Mathematical Model for Evaluating Roundness Errors by Minimum Circumscribed Circle Method
| Periodical | Advanced Materials Research (Volumes 328 - 330) |
|---|---|
| Main Theme | Mechatronics and Materials Processing I |
| Edited by | Liangchi Zhang, Chunliang Zhang and Zichen Chen |
| Pages | 380-383 |
| DOI | 10.4028/www.scientific.net/AMR.328-330.380 |
| Citation | Ping Liu et al., 2011, Advanced Materials Research, 328-330, 380 |
| Online since | September, 2011 |
| Authors | Ping Liu, Hui Yi Miao |
| Keywords | Convex Function, Form Error, Minimun Circumscribed Circle, Objective Function, Optimization, Roundness |
| Price | US$ 28,- |
An unconstrained optimization model is established for assessing roundness errors by the minimum circumscribed circle method based on radial deviation measurement. The properties of the objective function in the optimization model are thoroughly researched. On the basis of the modern theory on convex functions, it is strictly proved that the objective function is a continuous and non-differentiable and convex function defined on the two-dimensional Euclidean space.
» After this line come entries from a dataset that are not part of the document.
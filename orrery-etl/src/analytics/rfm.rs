//! Customer RFM scoring and segmentation
//!
//! Recomputed in full on every pass: each customer's measures are
//! aggregated from the fact table (cancelled and refunded orders
//! excluded), quintile scores 1-5 are assigned against the current
//! population, and the segment falls out of a fixed rule table. The
//! segment is a pure function of the measures, so two passes over the
//! same facts always agree.

use chrono::{DateTime, Utc};
use sqlx::SqlitePool;

use orrery_common::time::days_between;

use crate::config::RfmConfig;
use crate::error::EtlResult;

/// Customer segment vocabulary
pub const SEGMENT_NEW: &str = "new";
pub const SEGMENT_RETURNING: &str = "returning";
pub const SEGMENT_VIP: &str = "vip";
pub const SEGMENT_AT_RISK: &str = "at_risk";
pub const SEGMENT_CHURNED: &str = "churned";

/// One customer's aggregates pulled from the fact table
#[derive(Debug, sqlx::FromRow)]
struct CustomerAggregate {
    customer_key: String,
    first_order: DateTime<Utc>,
    last_order: DateTime<Utc>,
    /// Orders inside the trailing measurement window
    freq_window: i64,
    monetary_window: f64,
    lifetime_value: f64,
    /// Orders in the most recent trend window
    recent_trend: i64,
    /// Orders in the trend window before that
    prior_trend: i64,
}

/// Outcome of one enrichment pass
#[derive(Debug, Default)]
pub struct EnrichmentSummary {
    pub customers_scored: u64,
    pub customers_reset: u64,
}

pub struct RfmScorer {
    db: SqlitePool,
    config: RfmConfig,
}

impl RfmScorer {
    pub fn new(db: SqlitePool, config: RfmConfig) -> Self {
        Self { db, config }
    }

    /// Recompute scores and segments for the whole customer population
    ///
    /// `now` anchors the recency and window arithmetic; callers pass
    /// `Utc::now()` outside of tests.
    pub async fn recompute_all(&self, now: DateTime<Utc>) -> EtlResult<EnrichmentSummary> {
        let window_start = now - chrono::Duration::days(self.config.window_days);
        let trend_start = now - chrono::Duration::days(self.config.trend_window_days);
        let prior_trend_start = now - chrono::Duration::days(2 * self.config.trend_window_days);

        let aggregates = sqlx::query_as::<_, CustomerAggregate>(
            r#"
            SELECT customer_key,
                   MIN(order_ts) AS first_order,
                   MAX(order_ts) AS last_order,
                   SUM(CASE WHEN order_ts >= ? THEN 1 ELSE 0 END) AS freq_window,
                   COALESCE(SUM(CASE WHEN order_ts >= ? THEN amount ELSE 0.0 END), 0.0) AS monetary_window,
                   COALESCE(SUM(amount), 0) AS lifetime_value,
                   SUM(CASE WHEN order_ts >= ? THEN 1 ELSE 0 END) AS recent_trend,
                   SUM(CASE WHEN order_ts >= ? AND order_ts < ? THEN 1 ELSE 0 END) AS prior_trend
            FROM fact_orders
            WHERE status NOT IN ('cancelled', 'refunded')
            GROUP BY customer_key
            "#,
        )
        .bind(window_start)
        .bind(window_start)
        .bind(trend_start)
        .bind(prior_trend_start)
        .bind(trend_start)
        .fetch_all(&self.db)
        .await?;

        // Quintile boundaries over the current population
        let recency_values: Vec<f64> = aggregates
            .iter()
            .map(|a| days_between(a.last_order, now) as f64)
            .collect();
        let frequency_values: Vec<f64> = aggregates.iter().map(|a| a.freq_window as f64).collect();
        let monetary_values: Vec<f64> = aggregates.iter().map(|a| a.monetary_window).collect();

        let recency_bounds = quintile_boundaries(&recency_values);
        let frequency_bounds = quintile_boundaries(&frequency_values);
        let monetary_bounds = quintile_boundaries(&monetary_values);

        let mut tx = self.db.begin().await?;
        let mut summary = EnrichmentSummary::default();

        for aggregate in &aggregates {
            let recency_days = days_between(aggregate.last_order, now);

            // Lower recency is better, so the bucket is reversed
            let r_score = 6 - bucket(recency_days as f64, &recency_bounds);
            let f_score = bucket(aggregate.freq_window as f64, &frequency_bounds);
            let m_score = bucket(aggregate.monetary_window, &monetary_bounds);

            let segment = self.segment_for(
                (r_score, f_score, m_score),
                recency_days,
                aggregate.freq_window,
                aggregate.recent_trend,
                aggregate.prior_trend,
            );

            sqlx::query(
                r#"
                INSERT INTO dim_customers
                    (customer_key, recency_days, frequency_count, monetary_total,
                     rfm_recency, rfm_frequency, rfm_monetary, segment,
                     lifetime_value, first_order_date, last_order_date, updated_at)
                VALUES (?, ?, ?, ?, ?, ?, ?, ?, ?, ?, ?, ?)
                ON CONFLICT (customer_key) DO UPDATE SET
                    recency_days = excluded.recency_days,
                    frequency_count = excluded.frequency_count,
                    monetary_total = excluded.monetary_total,
                    rfm_recency = excluded.rfm_recency,
                    rfm_frequency = excluded.rfm_frequency,
                    rfm_monetary = excluded.rfm_monetary,
                    segment = excluded.segment,
                    lifetime_value = excluded.lifetime_value,
                    first_order_date = excluded.first_order_date,
                    last_order_date = excluded.last_order_date,
                    updated_at = excluded.updated_at
                "#,
            )
            .bind(&aggregate.customer_key)
            .bind(recency_days)
            .bind(aggregate.freq_window)
            .bind(aggregate.monetary_window)
            .bind(r_score as i64)
            .bind(f_score as i64)
            .bind(m_score as i64)
            .bind(segment)
            .bind(aggregate.lifetime_value)
            .bind(aggregate.first_order.to_rfc3339())
            .bind(aggregate.last_order.to_rfc3339())
            .bind(now)
            .execute(&mut *tx)
            .await?;

            summary.customers_scored += 1;
        }

        // Customers with no qualifying orders left fall back to new
        let reset = sqlx::query(
            r#"
            UPDATE dim_customers
            SET recency_days = NULL, frequency_count = 0, monetary_total = 0,
                rfm_recency = NULL, rfm_frequency = NULL, rfm_monetary = NULL,
                segment = 'new', lifetime_value = 0, updated_at = ?
            WHERE customer_key NOT IN (
                SELECT DISTINCT customer_key FROM fact_orders
                WHERE status NOT IN ('cancelled', 'refunded')
            )
            "#,
        )
        .bind(now)
        .execute(&mut *tx)
        .await?;
        summary.customers_reset = reset.rows_affected();

        tx.commit().await?;

        tracing::info!(
            scored = summary.customers_scored,
            reset = summary.customers_reset,
            "Customer enrichment pass complete"
        );

        Ok(summary)
    }

    /// Segment rule table, evaluated top to bottom
    fn segment_for(
        &self,
        scores: (u8, u8, u8),
        recency_days: i64,
        freq_window: i64,
        recent_trend: i64,
        prior_trend: i64,
    ) -> &'static str {
        if scores == (5, 5, 5) {
            SEGMENT_VIP
        } else if recency_days > self.config.churn_recency_days {
            SEGMENT_CHURNED
        } else if recency_days > self.config.at_risk_recency_days && recent_trend < prior_trend {
            SEGMENT_AT_RISK
        } else if freq_window <= 1 {
            SEGMENT_NEW
        } else {
            SEGMENT_RETURNING
        }
    }
}

/// 20/40/60/80th percentile boundaries over a population
fn quintile_boundaries(values: &[f64]) -> [f64; 4] {
    let mut sorted: Vec<f64> = values.to_vec();
    sorted.sort_by(|a, b| a.total_cmp(b));
    [
        percentile(&sorted, 0.20),
        percentile(&sorted, 0.40),
        percentile(&sorted, 0.60),
        percentile(&sorted, 0.80),
    ]
}

/// Quintile bucket 1-5: one more than the boundaries strictly exceeded
fn bucket(value: f64, bounds: &[f64; 4]) -> u8 {
    1 + bounds.iter().filter(|b| value > **b).count() as u8
}

fn percentile(sorted: &[f64], q: f64) -> f64 {
    if sorted.is_empty() {
        return 0.0;
    }
    let pos = q * (sorted.len() - 1) as f64;
    let lower = pos.floor() as usize;
    let upper = pos.ceil() as usize;
    if lower == upper {
        sorted[lower]
    } else {
        let frac = pos - lower as f64;
        sorted[lower] * (1.0 - frac) + sorted[upper] * frac
    }
}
The minimal value of the objective function is unique and any of its minimal point must be its global minimal point. Any existing optimization algorithm, so long as it is convergent, can be used to solve the objective function in order to get the wanted roundness errors by the minimun circumscribed circle assessment. One example is given to verify the theoretical results presented.